Но есть и другие мнения экспертов по поводу этого трагического исхода: даже если то, о чём пишет Борис Парамонов, правда, то не единственная и, возможно, не главная. Пушкин был загнан в безысходность огромными долгами и провалом всех его коммерческих планов издателя. К тому же для многих современников он казался человеком исписавшимся (таковы, наверное, все современники; то ли со злорадством, то ли с искренней горечью они торопятся вынести свой приговор, с которым, как оказывается, уже после смерти поэта, не соглашается Клио;; для неё, между прочим, перерыва между жизнью и смертью гения не существует). Так, что тут не одна правда и не одна ложь. А скорбь есть великая без розовых соплей и стояния перед иконой «Пушкин» со свечкой, или без оной.
               
                КАМО ГРЯДЕШИ
И вот, можно сказать, апофеоз третьей части книги: «Восстановление отца в его исторических правах было огромным шагом вперёд, но не могло быть концом. И другие части доисторической трагедии настоятельно требовали признания.
Нелегко догадаться, что приводило в действие этот процесс. Видимо, растущее сознание вины, овладевшее еврейским народом, а быть может, и всем культурным миром того времени, было предтечей восстановления вытесненного содержания.;; Тогда один человек из этого еврейского народа нашёл повод, с помощью которого новая христианская религия сменила собой иудаизм. Павел, римский еврей из Тарса, уловил это сознание вины и справедливо свёл его к доисторическому источнику;;;. Он назвал его «первородным грехом», это преступление перед богом, которое могло быть искуплено только смертью. Вместе с первородным грехом в мир вошла смерть. На самом деле, подчёркивает Фрейд, это, заслуживающее смерти преступление, было убийством позднее обоготворённого праотца. Но оно не напоминало об убийстве, а вместо этого стремилось к искуплению и, соответственно, эта фантазия могла одобряться, как искупляющее послание (евангелие). Сын божий, будучи невиновным, позволил себя умертвить и этим взял на себя вину за всех. Им должен был стать сын, ведь именно он убийца отца (в соответствии с описанной выше тотемной трапезой, по Р. Смиту)».
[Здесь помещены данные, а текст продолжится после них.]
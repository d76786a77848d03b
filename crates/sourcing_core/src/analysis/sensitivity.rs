//! One-at-a-time sensitivity sweep (tornado ranking).
//!
//! Each factor names a numeric leaf of a `CountryParams` through a typed
//! [`ParameterPath`]. The sweep copies the parameters, scales that leaf by
//! `1 − swing` and `1 + swing`, reruns the aggregator for both variants and
//! records the change in mean total cost. Zero leaves are omitted and reruns
//! that fail are reported as skipped; neither stops the batch.

use serde::{Deserialize, Serialize};

#[cfg(feature = "parallel")]
use rayon::prelude::*;

use crate::error::SimulationError;
use crate::model::{CostDriver, CountryParams, DistributionField, RiskParams};
use crate::simulation::{SimulationConfig, simulate_supplier_seeded};

/// Default symmetric perturbation, ±20%
pub const DEFAULT_SWING: f64 = 0.20;

/// Scalar risk parameter addressable by a sensitivity factor
#[derive(Debug, Clone, Copy, PartialEq, Eq, Hash, Serialize, Deserialize)]
#[serde(rename_all = "snake_case")]
pub enum RiskField {
    DisruptionLambda,
    DisruptionMinImpact,
    DisruptionMaxImpact,
    DisruptionDaysDelayed,
    BorderDelayLambda,
    BorderMinImpact,
    BorderMaxImpact,
    BorderDaysDelayed,
    DamageProbability,
    DefectiveProbability,
    QualityDaysDelayed,
    CancellationProbability,
    CancellationDaysDelayed,
}

impl RiskField {
    pub const ALL: [RiskField; 13] = [
        RiskField::DisruptionLambda,
        RiskField::DisruptionMinImpact,
        RiskField::DisruptionMaxImpact,
        RiskField::DisruptionDaysDelayed,
        RiskField::BorderDelayLambda,
        RiskField::BorderMinImpact,
        RiskField::BorderMaxImpact,
        RiskField::BorderDaysDelayed,
        RiskField::DamageProbability,
        RiskField::DefectiveProbability,
        RiskField::QualityDaysDelayed,
        RiskField::CancellationProbability,
        RiskField::CancellationDaysDelayed,
    ];

    pub fn key(self) -> &'static str {
        match self {
            RiskField::DisruptionLambda => "disruption_lambda",
            RiskField::DisruptionMinImpact => "disruption_min_impact",
            RiskField::DisruptionMaxImpact => "disruption_max_impact",
            RiskField::DisruptionDaysDelayed => "disruption_days_delayed",
            RiskField::BorderDelayLambda => "border_delay_lambda",
            RiskField::BorderMinImpact => "border_min_impact",
            RiskField::BorderMaxImpact => "border_max_impact",
            RiskField::BorderDaysDelayed => "border_days_delayed",
            RiskField::DamageProbability => "damage_probability",
            RiskField::DefectiveProbability => "defective_probability",
            RiskField::QualityDaysDelayed => "quality_days_delayed",
            RiskField::CancellationProbability => "cancellation_probability",
            RiskField::CancellationDaysDelayed => "cancellation_days_delayed",
        }
    }

    pub fn label(self) -> &'static str {
        match self {
            RiskField::DisruptionLambda => "Disruption Lambda",
            RiskField::DisruptionMinImpact => "Disruption Min Impact",
            RiskField::DisruptionMaxImpact => "Disruption Max Impact",
            RiskField::DisruptionDaysDelayed => "Disruption Days Delayed",
            RiskField::BorderDelayLambda => "Border Delay Lambda",
            RiskField::BorderMinImpact => "Border Min Impact",
            RiskField::BorderMaxImpact => "Border Max Impact",
            RiskField::BorderDaysDelayed => "Border Days Delayed",
            RiskField::DamageProbability => "Damage Probability",
            RiskField::DefectiveProbability => "Defective Probability",
            RiskField::QualityDaysDelayed => "Quality Days Delayed",
            RiskField::CancellationProbability => "Cancellation Probability",
            RiskField::CancellationDaysDelayed => "Cancellation Days Delayed",
        }
    }

    fn get_mut(self, risks: &mut RiskParams) -> &mut f64 {
        match self {
            RiskField::DisruptionLambda => &mut risks.disruption_lambda,
            RiskField::DisruptionMinImpact => &mut risks.disruption_min_impact,
            RiskField::DisruptionMaxImpact => &mut risks.disruption_max_impact,
            RiskField::DisruptionDaysDelayed => &mut risks.disruption_days_delayed,
            RiskField::BorderDelayLambda => &mut risks.border_delay_lambda,
            RiskField::BorderMinImpact => &mut risks.border_min_impact,
            RiskField::BorderMaxImpact => &mut risks.border_max_impact,
            RiskField::BorderDaysDelayed => &mut risks.border_days_delayed,
            RiskField::DamageProbability => &mut risks.damage_probability,
            RiskField::DefectiveProbability => &mut risks.defective_probability,
            RiskField::QualityDaysDelayed => &mut risks.quality_days_delayed,
            RiskField::CancellationProbability => &mut risks.cancellation_probability,
            RiskField::CancellationDaysDelayed => &mut risks.cancellation_days_delayed,
        }
    }
}

/// Typed address of one numeric leaf in a `CountryParams`
#[derive(Debug, Clone, Copy, PartialEq, Eq, Hash, Serialize, Deserialize)]
#[serde(rename_all = "snake_case")]
pub enum ParameterPath {
    /// A field of a continuous cost driver's distribution
    Driver {
        driver: CostDriver,
        field: DistributionField,
    },
    /// A field of the manufacturing yield distribution
    Yield(DistributionField),
    TariffFixed,
    TariffEscalation,
    CurrencyVolatility,
    Risk(RiskField),
}

fn driver_key(driver: CostDriver) -> &'static str {
    match driver {
        CostDriver::RawMaterial => "raw",
        CostDriver::Labor => "labor",
        CostDriver::Indirect => "indirect",
        CostDriver::Logistics => "logistics",
        CostDriver::Electricity => "electricity",
        CostDriver::Depreciation => "depreciation",
        CostDriver::WorkingCapital => "working_capital",
    }
}

impl ParameterPath {
    pub fn driver(driver: CostDriver, field: DistributionField) -> Self {
        ParameterPath::Driver { driver, field }
    }

    /// Dotted key as written in registry files, e.g. `raw.mean`
    pub fn key(&self) -> String {
        match self {
            ParameterPath::Driver { driver, field } => {
                format!("{}.{}", driver_key(*driver), field.key())
            }
            ParameterPath::Yield(field) => format!("yield_params.{}", field.key()),
            ParameterPath::TariffFixed => "tariff.fixed".to_string(),
            ParameterPath::TariffEscalation => "tariff_escal".to_string(),
            ParameterPath::CurrencyVolatility => "currency_std".to_string(),
            ParameterPath::Risk(field) => field.key().to_string(),
        }
    }

    /// Read the leaf; `None` when the distribution family has no such field
    pub fn get(&self, params: &CountryParams) -> Option<f64> {
        match self {
            ParameterPath::Driver { driver, field } => params.drivers.get(*driver).field(*field),
            ParameterPath::Yield(field) => params.drivers.yield_params.field(*field),
            ParameterPath::TariffFixed => Some(params.trade.tariff.fixed),
            ParameterPath::TariffEscalation => Some(params.trade.tariff_escalation),
            ParameterPath::CurrencyVolatility => Some(params.trade.currency_std),
            ParameterPath::Risk(field) => {
                let mut risks = params.risks;
                Some(*field.get_mut(&mut risks))
            }
        }
    }

    pub fn get_mut<'a>(&self, params: &'a mut CountryParams) -> Option<&'a mut f64> {
        match self {
            ParameterPath::Driver { driver, field } => {
                params.drivers.get_mut(*driver).field_mut(*field)
            }
            ParameterPath::Yield(field) => params.drivers.yield_params.field_mut(*field),
            ParameterPath::TariffFixed => Some(&mut params.trade.tariff.fixed),
            ParameterPath::TariffEscalation => Some(&mut params.trade.tariff_escalation),
            ParameterPath::CurrencyVolatility => Some(&mut params.trade.currency_std),
            ParameterPath::Risk(field) => Some(field.get_mut(&mut params.risks)),
        }
    }

    /// Copy of `params` with this leaf replaced by `value`
    pub fn with_value(&self, params: &CountryParams, value: f64) -> Option<CountryParams> {
        let mut copy = params.clone();
        *self.get_mut(&mut copy)? = value;
        Some(copy)
    }
}

/// A labelled parameter to perturb
#[derive(Debug, Clone, PartialEq, Serialize, Deserialize)]
pub struct SensitivityFactor {
    pub label: String,
    pub path: ParameterPath,
}

impl SensitivityFactor {
    pub fn new(label: impl Into<String>, path: ParameterPath) -> Self {
        Self {
            label: label.into(),
            path,
        }
    }
}

#[derive(Debug, Clone, Copy, PartialEq, Serialize, Deserialize)]
pub struct SensitivityConfig {
    /// Relative perturbation applied in both directions
    pub swing: f64,
}

impl Default for SensitivityConfig {
    fn default() -> Self {
        Self {
            swing: DEFAULT_SWING,
        }
    }
}

/// Effect of one factor on mean total cost
#[derive(Debug, Clone, PartialEq, Serialize, Deserialize)]
pub struct SensitivityEntry {
    pub label: String,
    pub path: ParameterPath,
    pub base_value: f64,
    /// Mean total cost with the leaf scaled by `1 − swing`
    pub low_mean: f64,
    /// Mean total cost with the leaf scaled by `1 + swing`
    pub high_mean: f64,
    /// `high_mean − low_mean`
    pub impact: f64,
}

/// A factor whose perturbed reruns could not be evaluated
#[derive(Debug, Clone, PartialEq, Serialize, Deserialize)]
pub struct SkippedFactor {
    pub label: String,
    pub reason: String,
}

#[derive(Debug, Clone, PartialEq, Serialize, Deserialize)]
pub struct SensitivityReport {
    pub baseline_mean: f64,
    pub swing: f64,
    /// Sorted by absolute impact, largest first
    pub entries: Vec<SensitivityEntry>,
    pub skipped: Vec<SkippedFactor>,
}

enum FactorOutcome {
    Measured(SensitivityEntry),
    Skipped(SkippedFactor),
    ZeroLeaf,
}

fn evaluate_factor(
    params: &CountryParams,
    config: &SimulationConfig,
    factor: &SensitivityFactor,
    swing: f64,
    seed: u64,
) -> FactorOutcome {
    let skipped = |reason: String| {
        FactorOutcome::Skipped(SkippedFactor {
            label: factor.label.clone(),
            reason,
        })
    };

    let Some(base_value) = factor.path.get(params) else {
        return skipped(format!("parameter {} not present", factor.path.key()));
    };
    if base_value == 0.0 {
        return FactorOutcome::ZeroLeaf;
    }

    let low_value = base_value * (1.0 - swing);
    let high_value = base_value * (1.0 + swing);
    let (Some(low_params), Some(high_params)) = (
        factor.path.with_value(params, low_value),
        factor.path.with_value(params, high_value),
    ) else {
        return skipped(format!("parameter {} not present", factor.path.key()));
    };

    let mean_cost = |variant: &CountryParams| -> Result<f64, SimulationError> {
        Ok(simulate_supplier_seeded(variant, config, seed)?.mean_total_cost())
    };

    match (mean_cost(&low_params), mean_cost(&high_params)) {
        (Ok(low_mean), Ok(high_mean)) => FactorOutcome::Measured(SensitivityEntry {
            label: factor.label.clone(),
            path: factor.path,
            base_value,
            low_mean,
            high_mean,
            impact: high_mean - low_mean,
        }),
        (Err(e), _) | (_, Err(e)) => skipped(e.to_string()),
    }
}

/// Run the sweep for one supplier.
///
/// The baseline and every rerun use the same `seed`, so differences between
/// them come from the perturbation rather than sampling noise. The baseline
/// parameters are never modified. An error is returned only when the baseline
/// itself cannot be simulated.
pub fn run_sensitivity(
    params: &CountryParams,
    config: &SimulationConfig,
    factors: &[SensitivityFactor],
    sensitivity: &SensitivityConfig,
    seed: u64,
) -> Result<SensitivityReport, SimulationError> {
    let baseline_mean = simulate_supplier_seeded(params, config, seed)?.mean_total_cost();
    let swing = sensitivity.swing;

    #[cfg(feature = "parallel")]
    let outcomes: Vec<FactorOutcome> = factors
        .par_iter()
        .map(|factor| evaluate_factor(params, config, factor, swing, seed))
        .collect();

    #[cfg(not(feature = "parallel"))]
    let outcomes: Vec<FactorOutcome> = factors
        .iter()
        .map(|factor| evaluate_factor(params, config, factor, swing, seed))
        .collect();

    let mut entries = Vec::new();
    let mut skipped = Vec::new();
    for outcome in outcomes {
        match outcome {
            FactorOutcome::Measured(entry) => entries.push(entry),
            FactorOutcome::Skipped(factor) => skipped.push(factor),
            FactorOutcome::ZeroLeaf => {}
        }
    }

    entries.sort_by(|a, b| b.impact.abs().total_cmp(&a.impact.abs()));

    Ok(SensitivityReport {
        baseline_mean,
        swing,
        entries,
        skipped,
    })
}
«Эта искупительная фантазия следовала из предания, которое находилось под влиянием восточных и греческих мистерий». Существенным, по мнению Фрейда, был вклад самого Павла. «Но безразлично фантазия перед нами или воссоздание забытой реальности, во всяком случае, здесь можно обнаружить представление о герое, о богатыре, всегда восстававшем против отца и так или иначе убивающим его: амбивалентность, определяющая отношение к отцу, открыто проявляется в окончательном результате религиозного нововведения. Предназначаясь, по-видимому, для умиротворения бога-отца, оно выливается в его низвержение и устранение. Иудаизм был религией отца, христианство стало религией сына. Старый бог-отец отступил за спину Христа. Христос-сын занял его место вполне в духе притязаний любого сына. Продолжатель иудаизма Павел стал и его разрушителем... благодаря идее искупления он наделил человечество сознанием вины, отказался от избранничества (религиозно-исторического) своего народа и от зримой приметы – обряда обрезания. Триумф христианства был обновлённой победой жрецов Амона над богом Эхнатона – после полуторатысячного перерыва и на более широкой арене. И всё же, с точки зрения религиозной истории, т.е. в отношении возврата вытесненного, христианство было прогрессом (до XVI–XVII веков, см. стр. 15), а иудаистская религия стала отныне в некоторой степени реликтом»
(От себя очень сдержанно хочу добавить, что история христианства, изложенная в нескольких евангелиях, тщательно маскирует и микширует собственные исторические корни, восходящие к великому компромиссу в Кадеше – Э.В.). Касаясь личности Иисуса, Фрейд подчёркивает, что на импульсы к воспоминаниям о своём деянии, евреи сохраняли признательность к своему великому отцу и, тем самым, закрывали доступ к месту, с которого Павел должен был начать продолжение древнейшей истории еврейского народа.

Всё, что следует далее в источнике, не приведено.